This gets into there being a very fine line between malice and extreme recklessness. If they instituted useless and harmful lockdowns because their ideology led them to believe that they knew better than the people and that the harm caused by lockdowns is very unimportant and should be heavily discounted when considering whether to do lockdowns, they aren't "deliberately evil". But indifference to how badly the people are harmed as long as the cause is good, is itself a type of evil.

But indifference to how badly the people are harmed as long as the cause is good, is itself a type of evil.

Only if you are a consequentialist surely? If not, then doing the (edit - what you think to be the) right thing regardless of the outcome is often seen to be good in and of itself.

I'd also add that often it was the people who were asking or even demanding lockdowns. The UK for example was explicitly against lockdowns early on and only changed when MPs were inundated with thousands of emails, calls and letters demanding that they take the same actions that other nations were taking. At which point responding to demand from the public even if it is stupid is arguably at least part of what they should do.

Only if you are a consequentialist surely?

There's also a fairly well establish strain of though that holds (among other things) that bodily autonomy and freedom of movement are terminal goods, and infringing them is (deontologically) evil?

Seems like the covid response loses either way.

Then we're grappling with what to do if one (supposed) good conflicts with another (supposed) good, which is a difficult problem definitely!

But it's a different issue as to whether people who hold to non-consequentialist beliefs are doing evil if the outcome is bad. That depends on whether good is judged on intentions, actions or outcomes which is entirely subjective (and highly contested).

I'm not specifically a consequentialist for example, but I think it's a mix of all three, trying to do the right thing can result in bad outcomes, but you're still reasonably a good person if the issue was big enough that the bad outcomes are worth the risk, or were not reasonably foreseeable, or all your choices were bad and you are trying to pick the best among them.

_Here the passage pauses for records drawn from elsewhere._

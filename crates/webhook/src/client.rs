//! Webhook HTTP client.
//!
//! Async `reqwest` client that posts one JSON payload per notification.
//! `429 Too Many Requests` is retried indefinitely after the wait the server
//! asks for; every other response status ends delivery. Transport failures
//! are returned to the caller and not retried.

use std::time::Duration;

use craftwatch_protocol::{NotificationMessage, WebhookPayload};
use reqwest::header::HeaderMap;
use reqwest::{StatusCode, Url};

/// Headers consulted for the rate-limit wait hint, in order.
const RETRY_AFTER_HEADERS: [&str; 2] = ["retry-after", "x-ratelimit-reset-after"];

/// Wait used when a 429 carries no usable hint.
const DEFAULT_FALLBACK_WAIT: Duration = Duration::from_secs(1);

/// Per-request timeout.
const DEFAULT_TIMEOUT: Duration = Duration::from_secs(30);

/// Errors from the webhook client.
#[derive(Debug, thiserror::Error)]
pub enum Error {
    #[error("HTTP error: {0}")]
    Http(#[from] reqwest::Error),

    #[error("invalid webhook URL '{url}': {reason}")]
    InvalidUrl { url: String, reason: String },
}

/// Client tuning.
#[derive(Debug, Clone)]
pub struct ClientConfig {
    /// Wait before retrying a 429 without a parsable hint.
    pub fallback_wait: Duration,
    /// Per-request timeout; `None` waits forever.
    pub timeout: Option<Duration>,
}

impl Default for ClientConfig {
    fn default() -> Self {
        Self {
            fallback_wait: DEFAULT_FALLBACK_WAIT,
            timeout: Some(DEFAULT_TIMEOUT),
        }
    }
}

/// Outcome of a delivery that reached the endpoint.
#[derive(Debug, Clone, PartialEq, Eq)]
pub struct Delivery {
    /// Final (non-429) status code.
    pub status: u16,
    /// Requests sent, including rate-limited ones.
    pub attempts: u32,
    /// Response body of the final request.
    pub body: String,
}

/// Webhook client bound to a single endpoint.
pub struct Client {
    http: reqwest::Client,
    url: Url,
    fallback_wait: Duration,
}

impl Client {
    /// Creates a client for `url`.
    pub fn new(url: &str, config: ClientConfig) -> Result<Self, Error> {
        let parsed = Url::parse(url).map_err(|e| Error::InvalidUrl {
            url: url.to_string(),
            reason: e.to_string(),
        })?;

        if !matches!(parsed.scheme(), "http" | "https") {
            return Err(Error::InvalidUrl {
                url: url.to_string(),
                reason: format!("unsupported scheme '{}'", parsed.scheme()),
            });
        }

        let mut builder = reqwest::Client::builder();
        if let Some(timeout) = config.timeout {
            builder = builder.timeout(timeout);
        }

        Ok(Self {
            http: builder.build()?,
            url: parsed,
            fallback_wait: config.fallback_wait,
        })
    }

    /// Returns the endpoint URL.
    pub fn url(&self) -> &Url {
        &self.url
    }

    /// Delivers a notification.
    ///
    /// Rate-limited requests are retried without limit. Any other status,
    /// including 4xx/5xx, is treated as final and returned as a [`Delivery`].
    pub async fn send(&self, message: &NotificationMessage) -> Result<Delivery, Error> {
        let payload = WebhookPayload::from(message);
        let mut attempts = 0u32;

        loop {
            attempts += 1;
            let resp = self.http.post(self.url.clone()).json(&payload).send().await?;
            let status = resp.status();

            if status == StatusCode::TOO_MANY_REQUESTS {
                let wait = retry_after(resp.headers(), self.fallback_wait);
                drop(resp);

                tracing::warn!(
                    attempts,
                    wait_secs = wait.as_secs(),
                    title = %message.title,
                    "webhook rate limited, backing off"
                );
                tokio::time::sleep(wait).await;
                continue;
            }

            let body = resp.text().await.unwrap_or_else(|e| {
                tracing::warn!(error = %e, "can't read webhook response body");
                String::new()
            });

            tracing::info!(
                status = status.as_u16(),
                attempts,
                body = %body,
                "webhook responded"
            );

            return Ok(Delivery {
                status: status.as_u16(),
                attempts,
                body,
            });
        }
    }
}

/// Wait requested by a rate-limited response.
///
/// The hint is a number of seconds, possibly fractional, truncated to whole
/// seconds. Missing, unparsable, or negative hints yield `fallback`.
pub fn retry_after(headers: &HeaderMap, fallback: Duration) -> Duration {
    RETRY_AFTER_HEADERS
        .iter()
        .filter_map(|name| headers.get(*name))
        .filter_map(|value| value.to_str().ok())
        .find_map(parse_wait)
        .unwrap_or(fallback)
}

fn parse_wait(raw: &str) -> Option<Duration> {
    let secs: f64 = raw.trim().parse().ok()?;
    if !secs.is_finite() || secs < 0.0 {
        return None;
    }
    Some(Duration::from_secs(secs.trunc() as u64))
}
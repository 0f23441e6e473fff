//! craftwatch entry point.

mod app;
mod config;

use std::path::PathBuf;

use clap::Parser;
use tracing_subscriber::EnvFilter;

#[derive(Parser, Debug)]
#[command(name = "craftwatch")]
#[command(about = "Tail a Minecraft server log and post notable events to a webhook")]
#[command(version)]
struct Cli {
    /// Server log file to follow (e.g. logs/latest.log)
    log_file: PathBuf,

    /// Webhook URL notifications are posted to
    webhook_url: String,

    /// TOML config file
    #[arg(long, short)]
    config: Option<PathBuf>,
}

fn main() -> anyhow::Result<()> {
    let cli = Cli::parse();

    // Logs go to stderr; stdout carries the echoed log lines.
    tracing_subscriber::fmt()
        .with_env_filter(
            EnvFilter::try_from_default_env().unwrap_or_else(|_| EnvFilter::new("info")),
        )
        .with_writer(std::io::stderr)
        .init();

    tracing::info!(version = env!("CARGO_PKG_VERSION"), "starting craftwatch");

    let config = config::Config::load(cli.config.as_deref())?;
    tracing::debug!(?config, "configuration loaded");

    let rt = tokio::runtime::Runtime::new()?;
    rt.block_on(app::run(cli.log_file, cli.webhook_url, config))?;

    tracing::info!("craftwatch shut down cleanly");
    Ok(())
}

Then we're grappling with what to do if one (supposed) good conflicts with another (supposed) good, which is a difficult problem definitely!

Being a moral deontologist means never having to say you're sorry grapple with greater goods. "Violating a person's bodily autonomy is wrong" can pretty well stand alone; cf. "The Golden Rule".

But it's a different issue as to whether people who hold to non-consequentialist beliefs are doing evil if the outcome is bad.

But you can guarantee that they are not evil within their moral framework despite the bad outcome.

Conflicting moral frameworks tend to cause bad outcomes as well, of course -- which is why one of the principles of liberal governance is to ensure that the moral framework of government be as anodyne (and unyielding) as possible, so as not to be incompatible with that of large swathes of the citizenry.

Seems fair to say that the covid response taken in it's entirety runs counter to the deontological framework of (for instance) the founding of the United States -- and thus is evil by that standard.

deontological framework of (for instance) the founding of the United States -- and thus is evil by that standard.

The theoretical deontological framework of the founding of the US or the as practiced deontological framework? Given slavery was widely accepted you could argue it is perfectly in line with how it was practiced but not with it's optimistic theory. If you can justify slavery you can certainly justify vaccination mandates after all.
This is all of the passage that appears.